L’inusuale ondata di caldo che ha investito l’Artico sta facendo aumentare gli incendi in Siberia di cinque volte.
Dopo aver fatto registrare pochi giorni fa temperature record, con picchi di 38 gradi in quello che dovrebbe essere uno dei luoghi più freddi del pianeta, in Siberia, come previsto, sono scoppiati gravi incendi che sembrano riportarci indietro di un anno, quando enormi roghi devastarono l’Artico.
Tundra in fiamme
Secondo quanto riferito dalla Avialesookhrana, agenzia governativa russa incaricata della gestione aerea degli incendi boschivi, 1,15 milioni di ettari di tundra stanno bruciando in aree che i pompieri non riescono a raggiungere.
Le fiamme sono state rilevate il 25 giugno dal satellite Sentinel del programma Copernicus dell’Agenzia Spaziale Europea e della Commissione europea e sarebbe l’incendio più a nord degli ultimi anni.
L’area più colpita
L’area più colpita dalle fiamme è la Repubblica autonoma della Sacha-Jacuzia, nella Siberia orientale, dove sorge il villaggio di Verchojansk, in cui lo scorso 20 giugno sarebbero stati registrati 38 gradi centigradi (dato al vaglio dell’Organizzazione meteorologica mondiale), record assoluto per l’Artico.
Gli incendi dello scorso agosto carbonizzarono oltre quattro milioni di ettari di foreste in Siberia. Quest’anno i roghi hanno iniziato a scoppiare molto prima del solito.
Un caldo innaturale
Per avere la misura degli stravolgimenti che stanno investendo l’Artico, con conseguenze su tutto il pianeta, basti pensare che, secondo quanto dichiarato da Gavin Schmidt, direttore del Nasa Goddard institute for space studies, le temperature medie della regione sono superiori di circa tre gradi (con picchi di dieci gradi in alcune aree della Siberia) a quelle del Diciannovesimo secolo.
Il futuro è adesso
Le temperature eccezionalmente elevate, figlie della crisi climatica che sta squassando il pianeta, proseguono fin da gennaio. “In questa parte della Siberia i segni dei cambiamenti climatici sono già qui – ha detto ad Associated Press Amber Soja, ricercatore della Nasa che ha condotto ricerche sul campo nella zona -. Il caldo e gli incendi di quest’anno stanno solo aggiungendo ulteriori prove al segnale dei cambiamenti climatici che abbiamo osservato in queste foreste per anni”.

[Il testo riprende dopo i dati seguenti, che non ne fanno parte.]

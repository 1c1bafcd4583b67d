//! HTTP server wiring: the shared application context and the router.

use std::sync::Arc;

use axum::{
    http::{header, Method, StatusCode},
    middleware,
    response::IntoResponse,
    routing::get,
    Router,
};
use rowboat_common::{Error, Result};
use rowboat_db::registry::Registry;
use tower_http::{
    cors::{Any, CorsLayer},
    trace::TraceLayer,
};

use crate::config::Config;

pub mod routes_posts;
pub mod scope;

/// Shared application context
#[derive(Clone)]
pub struct AppContext {
    /// The initialized registry; `None` in deployments that don't use the
    /// persistence layer (the scope middleware then passes requests through
    /// untouched).
    pub registry: Option<Arc<Registry>>,
    pub config: Arc<Config>,
}

impl AppContext {
    /// The registry, or the not-initialized error for handlers that need it.
    pub fn registry(&self) -> Result<&Arc<Registry>> {
        self.registry.as_ref().ok_or(Error::NotInitialized)
    }
}

/// Create the Axum router with all routes
pub fn build_router(ctx: AppContext) -> Router {
    let cors = CorsLayer::new()
        .allow_origin(Any)
        .allow_methods([Method::GET, Method::POST, Method::PUT, Method::DELETE])
        .allow_headers([header::CONTENT_TYPE, header::AUTHORIZATION]);

    // One session scope per request around every /api route.
    let api = routes_posts::journal_routes().layer(middleware::from_fn_with_state(
        ctx.clone(),
        scope::scope_middleware,
    ));

    Router::new()
        .route("/health", get(health_check))
        .nest("/api", api)
        .layer(cors)
        .layer(TraceLayer::new_for_http())
        .with_state(ctx)
}

async fn health_check() -> impl IntoResponse {
    StatusCode::OK
}

/// Start the HTTP server
pub async fn start_server(config: Config, registry: Arc<Registry>) -> Result<()> {
    let addr = format!("{}:{}", config.server.host, config.server.port);
    let ctx = AppContext {
        registry: Some(registry),
        config: Arc::new(config),
    };
    let app = build_router(ctx);

    let listener = tokio::net::TcpListener::bind(&addr).await?;
    tracing::info!("Listening on {addr}");

    axum::serve(listener, app)
        .with_graceful_shutdown(shutdown_signal())
        .await?;
    Ok(())
}

async fn shutdown_signal() {
    if tokio::signal::ctrl_c().await.is_err() {
        tracing::warn!("Failed to install ctrl-c handler");
    }
}

#[cfg(test)]
mod tests {
    use super::*;

    #[test]
    fn test_registry_accessor() {
        let ctx = AppContext {
            registry: None,
            config: Arc::new(Config::default()),
        };
        assert!(matches!(ctx.registry(), Err(Error::NotInitialized)));

        let registry = crate::journal::build_registry(
            rowboat_db::config::ConfigSource::in_memory(),
        )
        .unwrap();
        let ctx = AppContext {
            registry: Some(registry),
            config: Arc::new(Config::default()),
        };
        assert!(ctx.registry().is_ok());
    }
}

Se si fonde il permafrost siamo nei guai
L’Artico, negli ultimi 30 anni, si è riscaldato a una velocità doppia rispetto alla media globale, mettendo a repentaglio la sopravvivenza di un ecosistema delicato e vitale. Il riscaldamento globale, oltre a causare gli incendi che provocano l’emissione di milioni di tonnellate di CO2 e ad esacerbare l’erosione costiera mettendo in pericolo diverse comunità, provoca la fusione del permafrost.
La degradazione del permafrost avrà gravi conseguenze su scala globale: ne consegue infatti il rilascio di grandi quantità di metano e anidride carbonica e potrebbe riportare alla luce antichi e pericolosi patogeni intrappolati per millenni nei ghiacci, in grado di provocare nuove pandemie.